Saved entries
#####
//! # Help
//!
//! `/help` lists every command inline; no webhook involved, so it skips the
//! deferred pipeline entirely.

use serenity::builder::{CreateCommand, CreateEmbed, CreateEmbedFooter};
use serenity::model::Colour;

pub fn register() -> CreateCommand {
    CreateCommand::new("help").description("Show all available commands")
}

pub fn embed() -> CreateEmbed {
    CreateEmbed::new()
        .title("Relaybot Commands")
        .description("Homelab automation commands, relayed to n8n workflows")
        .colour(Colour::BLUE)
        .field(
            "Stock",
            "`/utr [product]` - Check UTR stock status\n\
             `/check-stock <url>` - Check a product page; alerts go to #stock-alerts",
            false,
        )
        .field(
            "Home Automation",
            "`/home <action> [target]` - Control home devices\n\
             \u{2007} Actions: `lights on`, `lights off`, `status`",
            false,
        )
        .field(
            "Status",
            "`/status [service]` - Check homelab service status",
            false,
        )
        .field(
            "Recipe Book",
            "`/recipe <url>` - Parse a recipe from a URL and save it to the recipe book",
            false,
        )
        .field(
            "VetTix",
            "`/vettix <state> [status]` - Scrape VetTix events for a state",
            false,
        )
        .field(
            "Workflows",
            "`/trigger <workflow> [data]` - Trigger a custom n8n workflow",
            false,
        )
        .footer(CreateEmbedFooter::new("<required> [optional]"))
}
#####
Task objective
Every entry must appear in the answer, reproduced exactly.

Answer for the task
//! # Help
//!
//! `/help` lists every command inline; no webhook involved, so it skips the
//! deferred pipeline entirely.

use serenity::builder::{CreateCommand, CreateEmbed, CreateEmbedFooter};
use serenity::model::Colour;

pub fn register() -> CreateCommand {
    CreateCommand::new("help").description("Show all available commands")
}

pub fn embed() -> CreateEmbed {
    CreateEmbed::new()
        .title("Relaybot Commands")
        .description("Homelab automation commands, relayed to n8n workflows")
        .colour(Colour::BLUE)
        .field(
            "Stock",
            "`/utr [product]` - Check UTR stock status\n\
             `/check-stock <url>` - Check a product page; alerts go to #stock-alerts",
            false,
        )
        .field(
            "Home Automation",
            "`/home <action> [target]` - Control home devices\n\
             \u{2007} Actions: `lights on`, `lights off`, `status`",
            false,
        )
        .field(
            "Status",
            "`/status [service]` - Check homelab service status",
            false,
        )
        .field(
            "Recipe Book",
            "`/recipe <url>` - Parse a recipe from a URL and save it to the recipe book",
            false,
        )
        .field(
            "VetTix",
            "`/vettix <state> [status]` - Scrape VetTix events for a state",
            false,
        )
        .field(
            "Workflows",
            "`/trigger <workflow> [data]` - Trigger a custom n8n workflow",
            false,
        )
        .footer(CreateEmbedFooter::new("<required> [optional]"))
}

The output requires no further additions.